We are dealing with a home that we purchased and renovated in 2019. The home itself was built in the 80’s and is built into the side of a hill. The flooring we removed was an engineered wood that showed no issues with moisture. The contractors trenched parts of the existing slab to install new plumbing and poured new concrete to cover. We then installed true hardwoods that started cupping and buckling within just a few weeks of installation. The contractor said the glue used to attach the wood was rated for 99% moisture. In just over a year, we have pulled and replaced areas of damaged wood four times, each time with the contractor not addressing the real issues. The areas we have replaced were not situated over the new poured slab, but instead along the exterior walls of the ground level. We have spent thousands running french drains outside of the home to direct any water away, as well as sealing the patio along the exterior walls. Why would the old slab suddenly have so many problems? The moisture readings were 99%, 96%, 83% and 75%.

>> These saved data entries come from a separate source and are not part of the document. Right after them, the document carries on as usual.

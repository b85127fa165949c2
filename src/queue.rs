use crate::{device::QueueItem, protocol::SourceList, song::Song};

/// The session's mirror of the queue loaded on the playback device.
#[derive(Debug, Default)]
pub(crate) struct PlaybackQueue {
    songs: Vec<Song>,
    cursor: Option<usize>,
    source: Option<SourceList>,
    // Bumped on every rebuild so in-flight position reads can detect a swap.
    generation: u64,
}

/// Read-only copy of the queue for observers.
#[derive(Debug, Clone, PartialEq, Eq, Default)]
pub struct QueueSnapshot {
    pub songs: Vec<Song>,
    pub cursor: Option<usize>,
    pub source: Option<SourceList>,
}

impl PlaybackQueue {
    pub fn new() -> Self {
        Self::default()
    }

    /// Replaces the whole queue. Out-of-range cursors are dropped.
    pub fn rebuild(&mut self, songs: Vec<Song>, cursor: usize, source: Option<SourceList>) {
        self.cursor = (cursor < songs.len()).then_some(cursor);
        self.songs = songs;
        self.source = source;
        self.generation = self.generation.wrapping_add(1);
    }

    pub fn len(&self) -> usize {
        self.songs.len()
    }

    pub fn cursor(&self) -> Option<usize> {
        self.cursor
    }

    pub fn source(&self) -> Option<SourceList> {
        self.source
    }

    pub fn generation(&self) -> u64 {
        self.generation
    }

    pub fn current_song(&self) -> Option<&Song> {
        self.cursor.and_then(|index| self.songs.get(index))
    }

    pub fn index_of(&self, song_id: i64) -> Option<usize> {
        self.songs.iter().position(|song| song.id == song_id)
    }

    /// Moves the cursor. Returns false, leaving the cursor untouched, when
    /// `index` is out of range.
    pub fn set_cursor(&mut self, index: usize) -> bool {
        if index < self.songs.len() {
            self.cursor = Some(index);
            true
        } else {
            false
        }
    }

    pub fn queue_items(&self) -> Vec<QueueItem> {
        self.songs.iter().map(Song::to_queue_item).collect()
    }

    pub fn snapshot(&self) -> QueueSnapshot {
        QueueSnapshot {
            songs: self.songs.clone(),
            cursor: self.cursor,
            source: self.source,
        }
    }
}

In the long run, it seems the solution will be to pull up all flooring and start over, with a correct barrier in place. What product would you recommend be installed and what type of flooring would you use?
Sarah:
Thanks for the question. Since you provided the RH% information, which gives me more of a base to start from, you allow me to ask questions which are best-answered voice to voice. When you have time, call me at 800-634-9961 X235. Thanks.
Hello Jason
I am a mold contractor in Mexico, I have an issue with a home that has cork under the granite floor, in the 4th floor of a building. The house was flooded due to a faulty pipe, looots of water run for hours over the floor. After many months, now the house smells like wet cork. The option now is to remove all the floor and replace the cork insulating barrier. this will be very expensive. Do you have any recommendations to avoid replacing 100s of square foot of floor. Thank you for your time, regards.
Jose,
Unfortunately, if there is trapped moisture below the finished flooring as resting on the cork there is no real way to dry out the cork without removing the floor covering.
Hi Jason,
My mom lives in a patio that was built on a slab in 2000. She had vinyl tiles laid 3 years ago. At the time of installation they told here there was on the floor and laid it anyways. A few weeks later she notice bubbles. They kept getting worse. Then a little over a year ago glue starting oozing out of tile seams. We pulled up a tile today and it was wet under the tile.
She called a water basement controller he came out and told her she would have to tear out the floor dig a trench under concrete slab and put in a sump pump to elevate the wet slab issue. She has no water in her floor ducting, pipes have been tested for leaks. None of the other owners around her have water issues that they know of. Since you have experience with this, I thought maybe you could givev us some suggestions. She really does not want to have her floor dig up to the tune of $7000.00. Please contact me with any help .My 90 year old mother is fed up and doesn’t know who to believe.
Sandra:
Sorry your mother is having these troubles. Before I did anything, I would look to a geotechnical testing company like http://www.terracon.com to test to see if there is an intact vapor retarder under the slab (guessing there isn’t) and then with those results, get with a reputable flooring installer to determine options for the type of flooring and installation technique that would be best. Good luck.